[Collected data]
####################

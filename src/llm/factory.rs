//! Completion client factory.
//!
//! Centralizes provider-specific logic for creating completion clients.

use crate::config::LlmConfig;
use crate::error::{AskError, Result};
use crate::llm::{
    CompletionClient, MockCompletionClient, OllamaClient, OllamaConfig, OpenAiClient,
    OpenAiConfig, Provider,
};

/// Creates a completion client for the given provider.
///
/// For the hosted provider the API key is resolved in order: config file,
/// then the `OPENAI_API_KEY` environment variable. Model selection follows
/// the same order, falling back to the provider's default
/// (`OPENAI_MODEL` / `OLLAMA_MODEL` environment variables also apply).
pub fn create_client(provider: Provider, config: &LlmConfig) -> Result<Box<dyn CompletionClient>> {
    match provider {
        Provider::OpenAi => {
            let key = config
                .api_key
                .clone()
                .or_else(|| std::env::var("OPENAI_API_KEY").ok())
                .ok_or_else(|| {
                    AskError::config(
                        "No API key configured. Set api_key in the config file or OPENAI_API_KEY.",
                    )
                })?;
            let model = config
                .model
                .clone()
                .or_else(|| std::env::var("OPENAI_MODEL").ok())
                .unwrap_or_else(|| "gpt-4o".to_string());
            Ok(Box::new(OpenAiClient::new(OpenAiConfig::new(key, model))?))
        }
        Provider::Ollama => match &config.model {
            Some(model) => Ok(Box::new(OllamaClient::new(OllamaConfig::new(model))?)),
            None => Ok(Box::new(OllamaClient::from_env()?)),
        },
        Provider::Mock => Ok(Box::new(MockCompletionClient::new())),
    }
}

####################

What is needed. Of the lines above, extract only those from the line with "let key = config" to the line with "Provider::Ollama => match", both included, exactly as written.

Answer to the problem.
            let key = config
                .api_key
                .clone()
                .or_else(|| std::env::var("OPENAI_API_KEY").ok())
                .ok_or_else(|| {
                    AskError::config(
                        "No API key configured. Set api_key in the config file or OPENAI_API_KEY.",
                    )
                })?;
            let model = config
                .model
                .clone()
                .or_else(|| std::env::var("OPENAI_MODEL").ok())
                .unwrap_or_else(|| "gpt-4o".to_string());
            Ok(Box::new(OpenAiClient::new(OpenAiConfig::new(key, model))?))
        }
        Provider::Ollama => match &config.model {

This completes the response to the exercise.